Schlereth is expected to rejoin the Tigers Monday in New York, the team may or may not have closer Jose Valverde available depending on his mild abdominal strain. They also will have to watch Phil Coke after he closed out the Tigers’ last two wins against the White Sox.
Schlereth, part of the return package from Arizona in last December’s Edwin Jackson trade, pitched in four games for the Tigers during his two-week stint in Detroit last month. The 24-year-old and former first-round draft pick gave up an earned run and two inherited runners on seven hits over 3 2/3 innings with two walks and a strikeout.
The Tigers called up Frazier when they were in need of offensive punch at the end of July, but had used him sparingly at best in recent days. He went 5-for-22 with a double, an RBI and five strikeouts in eight appearances.
Tigers pitcher Armando Galarraga and catcher Alex Avila had to be separated by teammates during a dugout dispute in the second inning of Galarraga’s start Sunday against the White Sox at U.S. Cellular Field.
Galarraga had finished off the White Sox in the bottom of the first inning when he jogged into the dugout and went directly to Avila, his catcher, to have words. The dispute quickly escalated to the point that several teammates, including Johnny Damon, intervened. Fellow catcher Gerald Laird got involved, initially to break up the incident, then appeared to start arguing with Galarraga as well before shortstop Ramon Santiago pulled Galarraga away and sat him down.
It was an bizarre altercation to have for a pitching-catching battery that had just finished off a scoreless opening inning. Galarraga retired Chicago’s first two batters and had a two-strike count on Paul Konerko before giving up a single to left. Galarraga threw four straight two-seam fastballs to Konerko, according to MLB.com’s Gameday application.
In the larger context of Galarraga’s season, though, the dispute might be a sign of the larger issue the Tigers have had with him: Finding his confidence. Manager Jim Leyland has said often over the last couple weeks that Galarraga has to trust his ability more and pitch more aggressively to hitters rather than nibbling on the corners.
Galarraga worked with Laird in his last start and seemingly battled his command as well as confidence. He missed his spots badly on some pitches, usually more away from the strike zone.
Galaraga has plenty of reason for his own frustration. He’s winless in his last seven starts and entered the day with a 1-4 record and 5.10 ERA in 11 starts since his would-be perfect game June 2.

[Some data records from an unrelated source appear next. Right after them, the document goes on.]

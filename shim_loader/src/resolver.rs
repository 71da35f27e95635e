use anyhow::Context;
use std::collections::HashSet;
use std::path::{Path, PathBuf};
use tracing::debug;

use crate::file::CoverageFile;

/* Import resolver for loading coverage files and the files they import */
pub struct ImportResolver {
    /* Track loaded files to detect circular imports */
    loaded_files: HashSet<PathBuf>,

    /* Include directories for searching imports */
    include_dirs: Vec<PathBuf>,

    /* Loaded files, imports before their importers */
    all_files: Vec<(PathBuf, CoverageFile)>,
}

impl ImportResolver {
    pub fn new(include_dirs: Vec<PathBuf>) -> Self {
        Self {
            loaded_files: HashSet::new(),
            include_dirs,
            all_files: Vec::new(),
        }
    }

    /* Resolve an import path relative to a base file or include directories */
    fn resolve_import_path(&self, import_path: &str, base_file: &Path) -> anyhow::Result<PathBuf> {
        if let Some(parent) = base_file.parent() {
            let relative_path = parent.join(import_path);
            if relative_path.exists() {
                return Ok(relative_path.canonicalize()?);
            }
        }

        for include_dir in &self.include_dirs {
            let include_path = include_dir.join(import_path);
            if include_path.exists() {
                return Ok(include_path.canonicalize()?);
            }
        }

        anyhow::bail!(
            "Import '{}' not found relative to '{}' or in include directories",
            import_path,
            base_file.display()
        )
    }

    /* Load a coverage file and recursively load its imports */
    pub fn load_file_with_imports(&mut self, file_path: &Path) -> anyhow::Result<()> {
        let canonical_path = file_path
            .canonicalize()
            .with_context(|| format!("Coverage file '{}' not found", file_path.display()))?;

        if self.loaded_files.contains(&canonical_path) {
            debug!(file = %file_path.display(), "skipping already loaded coverage file");
            return Ok(());
        }

        /* Mark as loaded before processing imports so cycles terminate */
        self.loaded_files.insert(canonical_path.clone());

        let contents = std::fs::read_to_string(&canonical_path)
            .with_context(|| format!("Failed to read '{}'", file_path.display()))?;
        let coverage_file: CoverageFile = serde_yml::from_str(&contents)
            .with_context(|| format!("Failed to parse coverage file '{}'", file_path.display()))?;

        debug!(
            file = %file_path.display(),
            library = coverage_file.library(),
            version = coverage_file.coverage_version(),
            declarations = coverage_file.get_declarations().len(),
            "loaded coverage file"
        );

        for import in coverage_file.imports().to_vec() {
            let import_path = self.resolve_import_path(import.path(), &canonical_path)?;
            self.load_file_with_imports(&import_path)?;
        }

        self.all_files.push((canonical_path, coverage_file));
        Ok(())
    }

    /* Loaded files in dependency order; the root of each import tree comes last */
    pub fn get_all_files(&self) -> &[(PathBuf, CoverageFile)] {
        &self.all_files
    }

    pub fn loaded_file_count(&self) -> usize {
        self.loaded_files.len()
    }
}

Brandon Inge is 2-for-15 against Freddy Garcia over the last two years, so he gets the day off. Jhonny Peralta, 4-for-17 off Freddy for his career, gets the start at third. Carlos Guillen is the DH.
- Jackson, CF
- Damon, LF
- Boesch, RF
- Cabrera, 1B
- Guillen, DH
- Peralta, 3B
- Raburn, 2B
- Avila, C
- Santiago, SS
P: Armando Galarraga
- Juan Pierre, LF
- Alexei Ramirez, SS
- Paul Konerko, 1B
- Carlos Quentin, RF
- Mark Teahen, 3B
- Ramon Castro, C
- Mark Kotsay, DH
- Andruw Jones, CF
- Gordon Beckham, 2B
P: Freddy Garcia
Tigers closer Jose Valverde was not available for the save situation once the Tigers pulled ahead in the ninth inning Saturday night against the White Sox. He suffered a mild abdominal strain, according to the team, and is considered day-to-day.
Valverde last worked Wednesday against the Rays, recording the final four outs. Manager Jim Leyland said Valverde wasn’t available Friday night, either. Once Detroit took the lead Saturday, Leyland stayed with Phil Coke, who recorded the final out of the eighth to finish off his seventh win of the season.
Leyland said Valverde might be available Sunday.